While large corporate or individual tax increases seem to be off the table at this time, it is worth reviewing the idea that tax rate decreases can actually increase government revenue and increase benefits to individuals even if the changes are made to other than their individual rates. A review of 2017’s tax reform effort, the 2017 Tax Cuts and Jobs Act which reduced the federal corporate tax rate to 21% from 35% and liberalized expensing of new equipment investing, shows that it actually delivered both average household real income gains and higher corporate tax revenue, both absolute and as a higher percentage of gross domestic product over the two-year period after passage.[1] The focus on domestic corporate business expansion enhanced worker bargaining power to provide a bigger increase in household real income in 2018 and 2019 than in the previous eight years of a weak recovery (from 2010 to 2017).
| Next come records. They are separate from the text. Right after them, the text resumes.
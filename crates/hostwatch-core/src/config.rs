//! Runtime configuration.
//!
//! Every field has a default, so an empty JSON object (or no file at all)
//! yields a working configuration. CLI flags override individual values
//! after loading.

use std::path::{Path, PathBuf};

use serde::{Deserialize, Serialize};

use crate::error::ConfigError;
use crate::ports::{FallbackPolicy, Tool};

/// Keywords that mark a python process as a training job.
pub const DEFAULT_TRAINING_KEYWORDS: &[&str] = &[
    "python",
    "pytorch",
    "tensorflow",
    "torch",
    "cuda",
    "train",
    "training",
    "model",
    "fit",
    "learn",
];

/// Keywords that mark any process as a training job on their own.
pub const DEFAULT_FRAMEWORK_KEYWORDS: &[&str] = &["pytorch", "tensorflow", "torch"];

#[derive(Debug, Clone, PartialEq, Default, Serialize, Deserialize)]
#[serde(default)]
pub struct MonitorConfig {
    pub ports: PortsConfig,
    pub system: SystemConfig,
    pub energy: EnergyConfig,
    pub training: TrainingConfig,
}

#[derive(Debug, Clone, PartialEq, Serialize, Deserialize)]
#[serde(default)]
pub struct PortsConfig {
    pub primary_tool: Tool,
    pub fallback_tool: Tool,
    pub fallback_policy: FallbackPolicy,
    /// Upper bound on a single `ss`/`netstat` invocation.
    pub command_timeout_ms: u64,
    /// `/etc/services`-format file for service names. `None` uses the
    /// built-in table only.
    pub services_path: Option<PathBuf>,
    /// Interface counters. `None` disables byte accounting.
    pub net_dev_path: Option<PathBuf>,
}

impl Default for PortsConfig {
    fn default() -> Self {
        Self {
            primary_tool: Tool::Ss,
            fallback_tool: Tool::Netstat,
            fallback_policy: FallbackPolicy::Strict,
            command_timeout_ms: 5_000,
            services_path: Some(PathBuf::from("/etc/services")),
            net_dev_path: Some(PathBuf::from("/proc/net/dev")),
        }
    }
}

#[derive(Debug, Clone, PartialEq, Serialize, Deserialize)]
#[serde(default)]
pub struct SystemConfig {
    pub proc_root: PathBuf,
    pub sys_root: PathBuf,
    /// Mount point reported under `disk`.
    pub disk_path: PathBuf,
    /// Gap between the two `/proc/stat` samples used for CPU percent.
    pub cpu_sample_ms: u64,
    pub nvidia_smi: String,
}

impl Default for SystemConfig {
    fn default() -> Self {
        Self {
            proc_root: PathBuf::from("/proc"),
            sys_root: PathBuf::from("/sys"),
            disk_path: PathBuf::from("/"),
            cpu_sample_ms: 500,
            nvidia_smi: "nvidia-smi".to_string(),
        }
    }
}

#[derive(Debug, Clone, PartialEq, Serialize, Deserialize)]
#[serde(default)]
pub struct EnergyConfig {
    pub price_per_kwh: f64,
    pub currency: String,
    pub cpu_tdp_w: f64,
    pub ram_watts_per_gb: f64,
}

impl Default for EnergyConfig {
    fn default() -> Self {
        Self {
            price_per_kwh: 15.0,
            currency: "TRY".to_string(),
            cpu_tdp_w: 95.0,
            ram_watts_per_gb: 0.5,
        }
    }
}

#[derive(Debug, Clone, PartialEq, Serialize, Deserialize)]
#[serde(default)]
pub struct TrainingConfig {
    /// Matched together with `python`.
    pub keywords: Vec<String>,
    /// Matched on their own.
    pub framework_keywords: Vec<String>,
}

impl Default for TrainingConfig {
    fn default() -> Self {
        Self {
            keywords: DEFAULT_TRAINING_KEYWORDS
                .iter()
                .map(|k| k.to_string())
                .collect(),
            framework_keywords: DEFAULT_FRAMEWORK_KEYWORDS
                .iter()
                .map(|k| k.to_string())
                .collect(),
        }
    }
}

impl MonitorConfig {
    /// Load and validate a JSON config file.
    pub fn load(path: &Path) -> Result<Self, ConfigError> {
        let text = std::fs::read_to_string(path).map_err(|source| ConfigError::Io {
            path: path.to_path_buf(),
            source,
        })?;
        Self::from_json_str(&text)
    }

    pub fn from_json_str(text: &str) -> Result<Self, ConfigError> {
        let config: Self = serde_json::from_str(text)?;
        config.validate()?;
        Ok(config)
    }

    pub fn validate(&self) -> Result<(), ConfigError> {
        let price = self.energy.price_per_kwh;
        if !price.is_finite() || price <= 0.0 {
            return Err(ConfigError::Invalid {
                key: "energy.price_per_kwh",
                message: format!("{price} is not a positive number"),
            });
        }
        if !self.energy.cpu_tdp_w.is_finite() || self.energy.cpu_tdp_w < 0.0 {
            return Err(ConfigError::Invalid {
                key: "energy.cpu_tdp_w",
                message: "must be a non-negative number".into(),
            });
        }
        if !self.energy.ram_watts_per_gb.is_finite() || self.energy.ram_watts_per_gb < 0.0 {
            return Err(ConfigError::Invalid {
                key: "energy.ram_watts_per_gb",
                message: "must be a non-negative number".into(),
            });
        }
        if self.ports.command_timeout_ms == 0 {
            return Err(ConfigError::Invalid {
                key: "ports.command_timeout_ms",
                message: "must be greater than zero".into(),
            });
        }
        if self.ports.primary_tool == self.ports.fallback_tool {
            log::warn!(
                "primary and fallback tool are both {}; fallback will retry the same tool",
                self.ports.primary_tool
            );
        }
        Ok(())
    }
}

#[cfg(test)]
mod tests {
    use super::*;

    #[test]
    fn defaults_match_documented_values() {
        let config = MonitorConfig::default();
        assert_eq!(config.energy.price_per_kwh, 15.0);
        assert_eq!(config.energy.currency, "TRY");
        assert_eq!(config.energy.cpu_tdp_w, 95.0);
        assert_eq!(config.energy.ram_watts_per_gb, 0.5);
        assert_eq!(config.ports.primary_tool, Tool::Ss);
        assert_eq!(config.ports.fallback_tool, Tool::Netstat);
        assert_eq!(config.ports.fallback_policy, FallbackPolicy::Strict);
        assert_eq!(config.system.proc_root, PathBuf::from("/proc"));
        assert_eq!(config.training.keywords.len(), 10);
    }

    #[test]
    fn empty_object_is_default() {
        let config = MonitorConfig::from_json_str("{}").unwrap();
        assert_eq!(config, MonitorConfig::default());
    }

    #[test]
    fn partial_json_overrides_only_named_fields() {
        let config = MonitorConfig::from_json_str(
            r#"{"energy": {"price_per_kwh": 2.5}, "ports": {"fallback_policy": "per_protocol"}}"#,
        )
        .unwrap();
        assert_eq!(config.energy.price_per_kwh, 2.5);
        assert_eq!(config.energy.currency, "TRY");
        assert_eq!(config.ports.fallback_policy, FallbackPolicy::PerProtocol);
        assert_eq!(config.ports.primary_tool, Tool::Ss);
    }

    #[test]
    fn rejects_non_positive_price() {
        let err = MonitorConfig::from_json_str(r#"{"energy": {"price_per_kwh": 0}}"#).unwrap_err();
        assert!(matches!(
            err,
            ConfigError::Invalid {
                key: "energy.price_per_kwh",
                ..
            }
        ));
    }

    #[test]
    fn rejects_malformed_json() {
        let err = MonitorConfig::from_json_str("{not json").unwrap_err();
        assert!(matches!(err, ConfigError::Parse(_)));
    }

    #[test]
    fn load_reads_file() {
        let dir = tempfile::tempdir().unwrap();
        let path = dir.path().join("hostwatch.json");
        std::fs::write(&path, r#"{"system": {"disk_path": "/data"}}"#).unwrap();
        let config = MonitorConfig::load(&path).unwrap();
        assert_eq!(config.system.disk_path, PathBuf::from("/data"));
    }

    #[test]
    fn load_missing_file_is_io_error() {
        let err = MonitorConfig::load(Path::new("/nonexistent/hostwatch.json")).unwrap_err();
        assert!(matches!(err, ConfigError::Io { .. }));
    }
}
use hostwatch_core::{Monitor, MonitorConfig};

pub fn run(config: MonitorConfig, refresh: f64) {
    if !refresh.is_finite() || refresh <= 0.0 {
        eprintln!("Error: --refresh must be a positive number of seconds");
        std::process::exit(1);
    }
    let mut app = crate::tui::app::App::new(Monitor::new(config), refresh);
    if let Err(e) = app.run() {
        eprintln!("TUI error: {e}");
        std::process::exit(1);
    }
}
Correspondence Audits and Charitable Distributions

Collection of the federal individual income tax starts with the filing of an income tax return with payment and sometimes involves the IRS checking on the accuracy of that filing. This process may start with “computer-generated notices and letters that flag a discrepancy” on the return.[2] This process is called a “correspondence audit” and covers issues such as providing additional backup for certain deductions to taxable interest from a forgotten bank account.[3] More than 70% of what might be called “audits” are correspondence audits. Officially, audit statistics cover “office” audits, where you go to the IRS, or “field” audits, where they come to you. By including correspondence audits in statistics, “the audit rate for taxpayers making $1 million to $5 million in 2016 moved from an official 4.2% to 21.1%,” according to the National Taxpayer Advocate.[4]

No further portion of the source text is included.